The word "answers" marks the lines to copy; find all of them in the entries below.

Task inputs

━━━━━━━━

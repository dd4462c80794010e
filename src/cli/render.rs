use std::io::Write;

use crate::error::Result;
use crate::models::history::{HistoryEntry, HistoryStats, ScoreBand};
use crate::models::question::{option_label, QuestionRecord};
use crate::quiz::QuizSession;
use crate::utils::time::{format_clock, format_completion, format_history_date};

pub fn question<W: Write>(
    out: &mut W,
    index: usize,
    q: &QuestionRecord,
    chosen: Option<usize>,
) -> Result<()> {
    writeln!(out, "{}. {}", index + 1, q.text)?;
    for (i, option) in q.options.iter().enumerate() {
        let marker = if chosen == Some(i) { '*' } else { ' ' };
        writeln!(out, "  {} {}) {}", marker, option_label(i), option)?;
    }
    Ok(())
}

pub fn all_questions<W: Write>(out: &mut W, session: &QuizSession) -> Result<()> {
    for (i, (q, chosen)) in session.questions().iter().zip(session.answers()).enumerate() {
        question(out, i, q, *chosen)?;
        writeln!(out)?;
    }
    status_line(out, session)
}

pub fn current_question<W: Write>(out: &mut W, session: &QuizSession) -> Result<()> {
    let Some(q) = session.current_question() else {
        return Ok(());
    };
    writeln!(
        out,
        "Question {} / {}  ({}%)  {}",
        session.current_index() + 1,
        session.questions().len(),
        session.progress_percent(),
        format_clock(session.elapsed_seconds())
    )?;
    question(out, session.current_index(), q, session.answers()[session.current_index()])
}

pub fn status_line<W: Write>(out: &mut W, session: &QuizSession) -> Result<()> {
    writeln!(
        out,
        "Answered {} of {}  |  time {}",
        session.answered_count(),
        session.questions().len(),
        format_clock(session.elapsed_seconds())
    )?;
    Ok(())
}

pub fn result<W: Write>(out: &mut W, session: &QuizSession) -> Result<()> {
    if let Some(message) = session.completion_message() {
        writeln!(out, "Quiz Completed! {}", message)?;
    }
    if let Some(percent) = session.percent_correct() {
        writeln!(out, "{}% Correct", percent)?;
    }
    writeln!(out)?;

    for review in session.review() {
        let q = &session.questions()[review.index];
        let mark = if review.is_correct { "correct" } else { "wrong" };
        writeln!(out, "{}. {} [{}]", review.index + 1, q.text, mark)?;
        if let Some(chosen) = review.chosen {
            writeln!(out, "   your answer: {}) {}", option_label(chosen), q.options[chosen])?;
        }
        if !review.is_correct {
            writeln!(
                out,
                "   correct answer: {}) {}",
                option_label(review.correct),
                q.correct_option()
            )?;
        }
    }
    Ok(())
}

pub fn stats<W: Write>(out: &mut W, stats: &HistoryStats) -> Result<()> {
    writeln!(
        out,
        "Total quizzes: {}  |  Average score: {}%  |  Questions answered: {}  |  Correct answers: {}",
        stats.total_quizzes, stats.average_percent, stats.total_questions, stats.total_correct
    )?;
    Ok(())
}

pub fn history_entry<W: Write>(out: &mut W, entry: &HistoryEntry) -> Result<()> {
    let band = match entry.score_band() {
        ScoreBand::High => "great",
        ScoreBand::Medium => "good",
        ScoreBand::Low => "keep practicing",
    };
    writeln!(
        out,
        "{}  {} ({})  {}/{} ({}%, {})  time {}",
        format_history_date(&entry.iso_date),
        entry.topic,
        entry.difficulty,
        entry.score,
        entry.total_questions,
        entry.percent(),
        band,
        format_completion(entry.completion_seconds)
    )?;
    Ok(())
}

━━━━━━━━

Your solution
    for (i, (q, chosen)) in session.questions().iter().zip(session.answers()).enumerate() {
    question(out, session.current_index(), q, session.answers()[session.current_index()])
        "Total quizzes: {}  |  Average score: {}%  |  Questions answered: {}  |  Correct answers: {}",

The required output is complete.